# I can haz M4/3 now?



## pixmedic (Feb 8, 2014)

the answer, apparently, is an astounding....yes. yes i can. 
I went to our semi-local brick and mortar camera store today to pick up some new muslin backdrops and as usual, I stopped to peruse the consignment cabinet. I have been in the market for a mirrorless, and I had thought i was set on getting a samsung nx300 (which on paper, specs out better than the oly epl5) Anyway....one of the shop guys shoots with this camera (and the 14-42 lens that came with it) and he showed us some pictures he had blown up to 14x20 and the picture quality was pretty amazing. the woman that bought it new just a few weeks ago took 35 pictures with it and decided she didn't want to have to switch lenses, so she traded it back and got a bridge super-zoom camera. I got a pretty good deal on this camera, practically new in the box...still has the plastic on the lens. 
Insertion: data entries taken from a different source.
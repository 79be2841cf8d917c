//! Live sync lifecycle.
//!
//! ```text
//! Disconnected ──mount──▶ Connecting ──handshake──▶ Subscribed
//!      │                      │                        │
//!      │                      └──connect failed──▶ Disconnected (paused)
//!      │                                               │
//!      └──────────────── unmount (any state) ─────────▶ Closed
//! ```
//!
//! `Closed` is the terminal disconnected state: nothing leaves it.

use serde::Serialize;
use std::fmt;

use crate::domain::foundation::StateMachine;

#[derive(Debug, Clone, Copy, PartialEq, Eq, Hash, Serialize)]
#[serde(rename_all = "snake_case")]
pub enum SyncState {
    /// No channel. Initial state, and the state realtime falls back to
    /// after a connect failure or transport closure.
    Disconnected,
    /// Connection attempt in flight.
    Connecting,
    /// Handshake sent and listeners registered.
    Subscribed,
    /// View unmounted; listeners deregistered and channel closed.
    Closed,
}

impl SyncState {
    /// True while inbound events may still trigger refreshes.
    pub fn is_live(&self) -> bool {
        matches!(self, SyncState::Subscribed)
    }
}

impl StateMachine for SyncState {
    fn can_transition_to(&self, target: &Self) -> bool {
        use SyncState::*;
        matches!(
            (self, target),
            (Disconnected, Connecting)
                | (Connecting, Subscribed)
                | (Connecting, Disconnected)
                | (Subscribed, Disconnected)
                | (Disconnected, Closed)
                | (Connecting, Closed)
                | (Subscribed, Closed)
        )
    }

    fn valid_transitions(&self) -> Vec<Self> {
        use SyncState::*;
        match self {
            Disconnected => vec![Connecting, Closed],
            Connecting => vec![Subscribed, Disconnected, Closed],
            Subscribed => vec![Disconnected, Closed],
            Closed => vec![],
        }
    }
}

impl fmt::Display for SyncState {
    fn fmt(&self, f: &mut fmt::Formatter<'_>) -> fmt::Result {
        let s = match self {
            SyncState::Disconnected => "disconnected",
            SyncState::Connecting => "connecting",
            SyncState::Subscribed => "subscribed",
            SyncState::Closed => "closed",
        };
        write!(f, "{}", s)
    }
}
//! Domain layer containing the grid engine and live sync types.
//!
//! # Module Organization
//!
//! - `foundation` - Shared primitives (ids, timestamps, errors, state machine)
//! - `grid` - Search, pagination and column rendering over opaque records
//! - `sync` - Live sync lifecycle, channel events and view scope

pub mod foundation;
pub mod grid;
pub mod sync;
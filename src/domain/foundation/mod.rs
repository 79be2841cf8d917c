//! Foundation module - Shared domain primitives.
//!
//! Contains identifiers, timestamps, the state machine trait and the error
//! types that both the data grid and the live sync layer speak.

mod errors;
mod ids;
mod state_machine;
mod timestamp;

pub use errors::{DomainError, ErrorCode};
pub use ids::{EventId, ListenerId, ViewId};
pub use state_machine::StateMachine;
pub use timestamp::Timestamp;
so yea...I just joined the M4/3 club. Hopefully the store guy wasn't just blowing smoke up my bum when he praised the hell out of this camera and the lenses you can get for it... and hopefully I wont regret not buying the Samsung nx300. while this camera does not have many of the features the Samsung has, it does have in body image stabilization...which i kinda liked.


----------



## dxqcanada (Feb 8, 2014)

Hmm, does that mean you will be giving away more stuff ?


----------



## Derrel (Feb 8, 2014)

Well, have fun with it! 14-42mm lens! Black body, black lens! Shutter! Sensor! Focuses from 0.82 feet and *ALL THE WAY TO INFINITY!!!! *Now that's sexy!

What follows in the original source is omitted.